A shot from 60 yards bounced in front of him and skidded off the wet surface into the net, much to the disgust of Cusack, who had made a brilliant first half stop from Eoin McGrath.

The goal may have been slightly freakish but it was the catalyst for a Waterford surge which saw them out-score Cork by 1-5 to 0-1 between the 42nd and 50th minute.

It was crisis time for Cork and they responded bravely, scoring five unanswered points to draw level by the 66th minute.

The momentum was now very much with Cork but Waterford refused to yield and heroic defensive work rescued them in the closing minutes.
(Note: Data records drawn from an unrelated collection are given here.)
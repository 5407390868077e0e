use super::*;
use serde_json::json;

// =============================================================
// Role
// =============================================================

#[test]
fn role_parse_folds_case() {
    assert_eq!(Role::parse("admin"), Role::Admin);
    assert_eq!(Role::parse("Retailer"), Role::Retailer);
    assert_eq!(Role::parse(" MANUFACTURER "), Role::Manufacturer);
}

#[test]
fn role_parse_keeps_unknown_values() {
    assert_eq!(Role::parse("AUDITOR"), Role::Other("AUDITOR".to_owned()));
    assert_eq!(Role::parse(""), Role::Other(String::new()));
}

#[test]
fn role_serializes_canonical_spelling() {
    assert_eq!(serde_json::to_value(Role::parse("customer")).unwrap(), json!("CUSTOMER"));
    assert_eq!(serde_json::to_value(Role::Other("auditor".into())).unwrap(), json!("auditor"));
}

#[test]
fn registrable_roles_exclude_admin() {
    assert!(!Role::REGISTRABLE.contains(&Role::Admin));
    assert_eq!(Role::REGISTRABLE.len(), 4);
}

// =============================================================
// Session / User
// =============================================================

#[test]
fn session_decodes_login_response() {
    let body = json!({
        "token": "jwt-abc",
        "user": {
            "id": 7,
            "email": "ops@acme.test",
            "firstName": "Ada",
            "lastName": "Lovelace",
            "role": "DISTRIBUTOR",
            "company": "Acme",
            "walletAddress": "0x1234567890abcdef1234567890abcdef12345678"
        }
    });
    let session: Session = serde_json::from_value(body).unwrap();
    assert_eq!(session.token, "jwt-abc");
    assert_eq!(session.user.role, Role::Distributor);
    assert_eq!(session.user.email.as_deref(), Some("ops@acme.test"));
    assert_eq!(session.user.display_name(), "Ada Lovelace");
}

#[test]
fn wallet_user_without_email_decodes_and_omits_email_on_encode() {
    let body = json!({
        "id": 3,
        "firstName": "Wen",
        "lastName": "Li",
        "role": "RETAILER",
        "company": "Shop",
        "walletAddress": "0xabc"
    });
    let user: User = serde_json::from_value(body).unwrap();
    assert_eq!(user.email, None);
    let encoded = serde_json::to_value(&user).unwrap();
    assert!(encoded.get("email").is_none());
    assert_eq!(encoded["walletAddress"], "0xabc");
}

// =============================================================
// Requests
// =============================================================

#[test]
fn registration_request_uses_camel_case_and_skips_absent_optionals() {
    let req = RegistrationRequest {
        first_name: "Ada".into(),
        last_name: "Lovelace".into(),
        email: "ada@acme.test".into(),
        password: "password1".into(),
        confirm_password: "password1".into(),
        phone_number: None,
        role: Role::Manufacturer,
        company: "Acme".into(),
        job_title: Some("Lead".into()),
        department: None,
        address: None,
        wallet_address: "0x1234567890abcdef1234567890abcdef12345678".into(),
        timezone: Some("UTC".into()),
        locale: Some("en_US".into()),
    };
    let value = serde_json::to_value(&req).unwrap();
    assert_eq!(value["firstName"], "Ada");
    assert_eq!(value["confirmPassword"], "password1");
    assert_eq!(value["role"], "MANUFACTURER");
    assert_eq!(value["jobTitle"], "Lead");
    assert!(value.get("phoneNumber").is_none());
    assert!(value.get("department").is_none());
}

#[test]
fn new_product_keeps_null_weight() {
    let product = NewProduct {
        product_code: "SKU-1".into(),
        name: "Widget".into(),
        description: String::new(),
        category: "INDUSTRIAL".into(),
        batch_number: "B-9".into(),
        weight_grams: None,
        manufactured_at: "2026-01-02T03:04".into(),
        initial_location: "Dock 4".into(),
    };
    let value = serde_json::to_value(&product).unwrap();
    assert_eq!(value["weightGrams"], serde_json::Value::Null);
    assert_eq!(value["initialLocation"], "Dock 4");
}

// =============================================================
// Responses
// =============================================================

#[test]
fn dashboard_stats_missing_fields_default_to_zero() {
    let stats: DashboardStats = serde_json::from_value(json!({ "totalProducts": 12, "sold": 2 })).unwrap();
    assert_eq!(stats.total_products, 12);
    assert_eq!(stats.sold, 2);
    assert_eq!(stats.in_transit, 0);
}

#[test]
fn product_page_decodes_content_and_total_pages() {
    let page: ProductPage = serde_json::from_value(json!({
        "content": [{
            "id": 1,
            "blockchainId": "0xfeed",
            "productCode": "SKU-1",
            "name": "Widget",
            "category": "ELECTRONICS",
            "status": "IN_TRANSIT",
            "currentOwner": "0xowner",
            "currentLocation": null,
            "manufacturedAt": "2026-01-02T03:04:05"
        }],
        "totalPages": 4
    }))
    .unwrap();
    assert_eq!(page.total_pages, 4);
    assert_eq!(page.content[0].status, "IN_TRANSIT");
    assert_eq!(page.content[0].current_location, None);
}

#[test]
fn tracking_history_missing_list_is_empty() {
    let history: TrackingHistory = serde_json::from_value(json!({})).unwrap();
    assert!(history.history.is_empty());
}

#[test]
fn error_body_message_is_optional() {
    let body: ErrorBody = serde_json::from_value(json!({ "message": "invalid credentials" })).unwrap();
    assert_eq!(body.message.as_deref(), Some("invalid credentials"));
    let body: ErrorBody = serde_json::from_value(json!({ "error": "x" })).unwrap();
    assert_eq!(body.message, None);
}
A replay next Saturday looked highly likely but in a final assault, Brian Greene fed Ken McGrath who held his nerve to steer over Waterford's winner.

It was heart-breaking for Cork but they could have no complaints.

Waterford deserved a lucky break, which they finally got.

Diarmuid O'Sullivan, Wayne Sherlock, John Browne, Timmy McCarthy, Eamonn Collins, Joe Deane and Ben O'Connor were Cork's most reliable enforcers but overall the team lacked the conviction and drive associated with Leeside outfits.

That's the most worrying aspect of all for Bertie Óg Murphy to take through championship's back door next month.

SCORERS Waterford: P Flynn 0-12 (9f), T Browne 1-0, K McGrath 0-2, J Mullane, S Prendergast 0-1 each. Cork: B O'Connor 0-8 (5f), E Collins 1-1, J Deane 0-3, T McCarthy 0-2, S McGrath 0-1.

CORK D Óg Cusack 6; W Sherlock 7, D O'Sullivan 8, F Ryan 6; D Barrett 6, J Browne 7, S Óg Ó hAilpín 6; A Cummins 7, T McCarthy 8; J O'Connor 7, F McCormack 6, N McCarthy 6; B O'Connor 9, E Collins 8, J Deane 8.

Subs: P Ryan 7 for McCormack (46), S McGrath 7 for J O'Connor (50).

WATERFORD: S Brenner 7; J Murray 7, T Feeney 8, B Flannery 7; P Queally 8, F Hartley 8, E Murphy 7; T Browne 9, D Bennett 7; E Kelly 7, A Moloney 6, P Flynn 9; J Mullane 7, S Prendergast 7, E McGrath 7.

Subs: K McGrath 8 for Moloney (25), D Shanahan 7 for Bennett (62), M White 6 for Mullane (63), B Greene 7 for E McGrath (65).

Booked Cork: F Ryan (49); Waterford: J Murray (36).